政府は、令和2年度補正予算で、中小・零細企業、個人事業主などへの資金繰り支援をさらに強化するために、日本政策金融公庫、商工中金、日本政策投資銀行などの政府系金融機関が実施している、実質無利子、無担保、最大据え置き5年などの特徴を持つ融資について、5月1日より都道府県等の制度融資を活用して地域金融機関などでも対応できるようにした(ゼロゼロ融資)。
しかし、「ゼロゼロ融資」は正しく活用をされていない例も多いらしく、コロナウイルスの影響を受け、本当に「ゼロゼロ融資」を必要としているが、債務超過であったり、債務者区分が悪かったりするところには話をもっていかず、実際には「ゼロゼロ融資」を必要としない顧客、例えば、債務者区分で言うと正常先の上・中位層でコロナウイルスの影響をそこまで受けていないところに話をもっていき、全くリスクを取らず金利で儲けようとしている地域金融機関(ちいきん)も多くあると聞く。
これほど悲しいことはない、経済の血液であるお金が、その地域で本当に必要なところまで届いていないのである。
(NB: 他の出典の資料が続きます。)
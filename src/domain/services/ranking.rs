//! Progress and ranking update after a slide closes.

use crate::domain::game::{GameError, GameSession, GameState};
use crate::domain::quiz::QuizContent;

/// Closes slides and moves the session's slide pointer.
pub struct ProgressRankingService;

impl ProgressRankingService {
    /// Closes the current slide and points progress at the next one.
    ///
    /// Scores are applied and the scoreboard recomputed as the session
    /// enters `Results`. If the quiz has no further slide, progress is
    /// marked complete so the next advance ends the game.
    ///
    /// # Errors
    ///
    /// - `InvalidState` unless a question is open
    pub fn close_current_slide(
        session: &mut GameSession,
        quiz: &dyn QuizContent,
    ) -> Result<(), GameError> {
        if session.state() != GameState::Question {
            return Err(GameError::invalid_state(format!(
                "no open question in session {} ({})",
                session.pin(),
                session.state()
            )));
        }

        session.advance_to_next_phase()?;

        let index = session.progress().slides_answered();
        match quiz.next_slide_snapshot_by_index(index) {
            Some(next) => session.update_progress(next.id),
            None => session.complete_progress(),
        }
    }
}

#[cfg(test)]
mod tests {
    use super::*;
    use crate::domain::foundation::{KahootId, SlideId, UserId};
    use crate::domain::game::{SessionFactory, SessionPin};
    use crate::domain::quiz::{AnswerOption, Quiz, SlideKind, SlideSnapshot};

    fn quiz(slides: usize) -> Quiz {
        Quiz::new(
            KahootId::new(),
            UserId::new("host").unwrap(),
            "Q",
            (0..slides)
                .map(|_| SlideSnapshot {
                    id: SlideId::new(),
                    position: 0,
                    kind: SlideKind::SingleChoice,
                    question: "?".into(),
                    media_id: None,
                    time_limit_secs: 20,
                    base_points: 1000,
                    options: vec![AnswerOption::text("a", true)],
                })
                .collect(),
        )
        .unwrap()
    }

    #[test]
    fn moves_to_next_slide_then_completes() {
        let quiz = quiz(2);
        let mut session = SessionFactory::create_for_quiz(
            &quiz,
            UserId::new("host").unwrap(),
            SessionPin::new("123456").unwrap(),
        )
        .unwrap();
        session.start_session().unwrap();

        ProgressRankingService::close_current_slide(&mut session, &quiz).unwrap();
        assert_eq!(session.state(), GameState::Results);
        assert_eq!(session.current_slide_id(), quiz.slides()[1].id);
        assert_eq!(session.progress().slides_answered(), 1);

        session.advance_to_next_phase().unwrap();
        ProgressRankingService::close_current_slide(&mut session, &quiz).unwrap();
        assert!(session.progress().is_complete());
        assert_eq!(session.advance_to_next_phase().unwrap(), GameState::End);
    }

    #[test]
    fn requires_open_question() {
        let quiz = quiz(1);
        let mut session = SessionFactory::create_for_quiz(
            &quiz,
            UserId::new("host").unwrap(),
            SessionPin::new("123456").unwrap(),
        )
        .unwrap();
        assert!(matches!(
            ProgressRankingService::close_current_slide(&mut session, &quiz),
            Err(GameError::InvalidState(_))
        ));
    }
}
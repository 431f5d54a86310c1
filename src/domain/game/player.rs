//! Players taking part in a session.

use serde::{Deserialize, Serialize};
use std::fmt;

use crate::domain::foundation::{GuestId, PlayerId, UserId, ValidationError};

/// Default upper bound on nickname length, in characters.
pub const DEFAULT_MAX_NICKNAME_LENGTH: usize = 20;

/// Punctuation allowed in nicknames besides letters and digits.
const NICKNAME_PUNCTUATION: &[char] = &[' ', '-', '_', '.', '!', '?'];

/// Display name chosen by a player.
///
/// # Invariants
///
/// - non-empty after trimming
/// - at most the configured number of characters
/// - letters, digits, spaces and `-_.!?` only
#[derive(Debug, Clone, PartialEq, Eq, Hash, Serialize, Deserialize)]
#[serde(transparent)]
pub struct Nickname(String);

impl Nickname {
    /// Trims and validates a nickname.
    pub fn new(raw: &str, max_length: usize) -> Result<Self, ValidationError> {
        let trimmed = raw.trim();
        if trimmed.is_empty() {
            return Err(ValidationError::empty_field("nickname"));
        }

        let length = trimmed.chars().count();
        if length > max_length {
            return Err(ValidationError::out_of_range(
                "nickname",
                1,
                max_length as i64,
                length as i64,
            ));
        }

        if let Some(bad) = trimmed
            .chars()
            .find(|c| !c.is_alphanumeric() && !NICKNAME_PUNCTUATION.contains(c))
        {
            return Err(ValidationError::invalid_format(
                "nickname",
                format!("character '{}' is not allowed", bad.escape_default()),
            ));
        }

        Ok(Self(trimmed.to_string()))
    }

    pub fn as_str(&self) -> &str {
        &self.0
    }

    /// Case-folded form used for uniqueness checks within a session.
    pub fn folded(&self) -> String {
        self.0.to_lowercase()
    }
}

impl fmt::Display for Nickname {
    fn fmt(&self, f: &mut fmt::Formatter<'_>) -> fmt::Result {
        write!(f, "{}", self.0)
    }
}

/// Who is behind a player: a registered account or an anonymous guest.
#[derive(Debug, Clone, PartialEq, Eq, Hash, Serialize, Deserialize)]
#[serde(tag = "kind", content = "id", rename_all = "snake_case")]
pub enum PlayerIdentity {
    Registered(UserId),
    Guest(GuestId),
}

impl PlayerIdentity {
    pub fn is_guest(&self) -> bool {
        matches!(self, PlayerIdentity::Guest(_))
    }
}

impl fmt::Display for PlayerIdentity {
    fn fmt(&self, f: &mut fmt::Formatter<'_>) -> fmt::Result {
        match self {
            PlayerIdentity::Registered(id) => write!(f, "user:{}", id),
            PlayerIdentity::Guest(id) => write!(f, "guest:{}", id),
        }
    }
}

/// A participant in one session.
///
/// Players are entities: two players are equal when their ids match,
/// whatever their nickname or score.
#[derive(Debug, Clone, Serialize, Deserialize)]
pub struct Player {
    id: PlayerId,
    identity: PlayerIdentity,
    nickname: Nickname,
    score: u32,
}

impl Player {
    pub(crate) fn new(id: PlayerId, identity: PlayerIdentity, nickname: Nickname) -> Self {
        Self {
            id,
            identity,
            nickname,
            score: 0,
        }
    }

    pub fn id(&self) -> PlayerId {
        self.id
    }

    pub fn identity(&self) -> &PlayerIdentity {
        &self.identity
    }

    pub fn nickname(&self) -> &Nickname {
        &self.nickname
    }

    /// Cumulative score across all closed slides.
    pub fn score(&self) -> u32 {
        self.score
    }

    pub(crate) fn add_score(&mut self, points: u32) {
        self.score = self.score.saturating_add(points);
    }
}

impl PartialEq for Player {
    fn eq(&self, other: &Self) -> bool {
        self.id == other.id
    }
}

impl Eq for Player {}

#[cfg(test)]
mod tests {
    use super::*;

    #[test]
    fn nickname_is_trimmed() {
        let nickname = Nickname::new("  Ada  ", 20).unwrap();
        assert_eq!(nickname.as_str(), "Ada");
    }

    #[test]
    fn blank_nickname_is_rejected() {
        assert!(matches!(
            Nickname::new("   ", 20),
            Err(ValidationError::EmptyField { .. })
        ));
    }

    #[test]
    fn long_nickname_is_rejected() {
        assert!(matches!(
            Nickname::new("abcdefghijk", 10),
            Err(ValidationError::OutOfRange { actual: 11, .. })
        ));
    }

    #[test]
    fn length_counts_characters_not_bytes() {
        assert!(Nickname::new("Zoë Müller", 10).is_ok());
    }

    #[test]
    fn markup_characters_are_rejected() {
        assert!(Nickname::new("<script>", 20).is_err());
        assert!(Nickname::new("tab\there", 20).is_err());
    }

    #[test]
    fn players_compare_by_id() {
        let id = PlayerId::new();
        let guest = PlayerIdentity::Guest(GuestId::new());
        let mut a = Player::new(id, guest.clone(), Nickname::new("A", 20).unwrap());
        let b = Player::new(id, guest, Nickname::new("B", 20).unwrap());
        a.add_score(100);
        assert_eq!(a, b);
    }

    #[test]
    fn score_saturates() {
        let mut player = Player::new(
            PlayerId::new(),
            PlayerIdentity::Guest(GuestId::new()),
            Nickname::new("Max", 20).unwrap(),
        );
        player.add_score(u32::MAX);
        player.add_score(10);
        assert_eq!(player.score(), u32::MAX);
    }
}
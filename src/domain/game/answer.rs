//! Evaluated player answers and per-slide results.

use std::collections::BTreeMap;

use serde::{Deserialize, Serialize};

use crate::domain::foundation::{PlayerId, SlideId};
use crate::domain::quiz::{AnswerContent, EvaluationResult, SlideSnapshot};

use super::GameError;

/// Question as displayed when the answer was given.
///
/// Kept with every answer so archived games stay readable after the quiz
/// content changes.
#[derive(Debug, Clone, PartialEq, Eq, Serialize, Deserialize)]
pub struct QuestionSnapshot {
    pub text: String,
    pub base_points: u32,
    pub time_limit_secs: u32,
}

impl From<&SlideSnapshot> for QuestionSnapshot {
    fn from(slide: &SlideSnapshot) -> Self {
        Self {
            text: slide.question.clone(),
            base_points: slide.base_points,
            time_limit_secs: slide.time_limit_secs,
        }
    }
}

/// One player's evaluated answer to one slide.
#[derive(Debug, Clone, PartialEq, Eq, Serialize, Deserialize)]
pub struct SessionPlayerAnswer {
    pub player_id: PlayerId,
    pub slide_id: SlideId,
    pub selected: Vec<usize>,
    pub is_correct: bool,
    pub score: u32,
    pub response_time_ms: u64,
    pub answer_content: Vec<AnswerContent>,
    pub question: QuestionSnapshot,
}

impl SessionPlayerAnswer {
    pub fn from_evaluation(
        player_id: PlayerId,
        evaluation: EvaluationResult,
        slide: &SlideSnapshot,
    ) -> Self {
        Self {
            player_id,
            slide_id: evaluation.slide_id,
            selected: evaluation.selected,
            is_correct: evaluation.is_correct,
            score: evaluation.score,
            response_time_ms: evaluation.response_time_ms,
            answer_content: evaluation.answer_content,
            question: QuestionSnapshot::from(slide),
        }
    }
}

/// All answers collected for one slide.
///
/// Immutable: adding an answer yields a new result.
#[derive(Debug, Clone, PartialEq, Eq, Serialize, Deserialize)]
pub struct SlideResult {
    slide_id: SlideId,
    answers: BTreeMap<PlayerId, SessionPlayerAnswer>,
}

impl SlideResult {
    /// Result with no answers yet.
    pub fn empty(slide_id: SlideId) -> Self {
        Self {
            slide_id,
            answers: BTreeMap::new(),
        }
    }

    /// Builds a result from a batch of answers.
    ///
    /// # Errors
    ///
    /// - `Consistency` if an answer addresses another slide
    /// - `DuplicateAnswer` if a player appears twice
    pub fn from_answers(
        slide_id: SlideId,
        answers: impl IntoIterator<Item = SessionPlayerAnswer>,
    ) -> Result<Self, GameError> {
        answers
            .into_iter()
            .try_fold(Self::empty(slide_id), |result, answer| result.with_answer(answer))
    }

    /// Returns a copy of this result with one more answer.
    ///
    /// # Errors
    ///
    /// - `Consistency` if the answer addresses another slide
    /// - `DuplicateAnswer` if the player already answered
    pub fn with_answer(&self, answer: SessionPlayerAnswer) -> Result<Self, GameError> {
        if answer.slide_id != self.slide_id {
            return Err(GameError::consistency(format!(
                "answer for slide {} cannot join result of slide {}",
                answer.slide_id, self.slide_id
            )));
        }
        if self.answers.contains_key(&answer.player_id) {
            return Err(GameError::DuplicateAnswer {
                player_id: answer.player_id,
                slide_id: self.slide_id,
            });
        }

        let mut answers = self.answers.clone();
        answers.insert(answer.player_id, answer);
        Ok(Self {
            slide_id: self.slide_id,
            answers,
        })
    }

    pub fn slide_id(&self) -> SlideId {
        self.slide_id
    }

    pub fn answer_for(&self, player_id: &PlayerId) -> Option<&SessionPlayerAnswer> {
        self.answers.get(player_id)
    }

    pub fn has_answered(&self, player_id: &PlayerId) -> bool {
        self.answers.contains_key(player_id)
    }

    pub fn answers(&self) -> impl Iterator<Item = &SessionPlayerAnswer> {
        self.answers.values()
    }

    pub fn player_ids(&self) -> impl Iterator<Item = &PlayerId> {
        self.answers.keys()
    }

    pub fn len(&self) -> usize {
        self.answers.len()
    }

    pub fn is_empty(&self) -> bool {
        self.answers.is_empty()
    }
}
//! Foundation module - Shared domain primitives.
//!
//! Contains value objects, identifiers, errors and event plumbing
//! that form the vocabulary of the quiz engine.

mod command;
mod errors;
mod events;
mod ids;
mod percentage;
mod state_machine;
mod timestamp;

pub use command::CommandMetadata;
pub use errors::{DomainError, ErrorCode, ValidationError};
pub use events::{
    domain_event, DomainEvent, EventEnvelope, EventId, EventMetadata, SerializableDomainEvent,
};
pub use ids::{GuestId, KahootId, PlayerId, SessionId, SlideId, UserId};
pub use percentage::Percentage;
pub use state_machine::StateMachine;
pub use timestamp::Timestamp;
過剰なノルマ主義や金融検査マニュアル時代の影響があるとはいえ、このような現象が起きてしまうのは、やはり、日常的な地域金融機関(ちいきん)と顧客である中小・零細企業、個人事業主との間に信頼関係が育っておらず、また、税理士などの認定支援機関との間の連携も取れていないことも理由としてあげられると思う。
本来は、平時から培っておくべき関係を、このコロナという有事に生み育てていくことができるのか。
今、地域金融(ちいきん)の真価が問われている。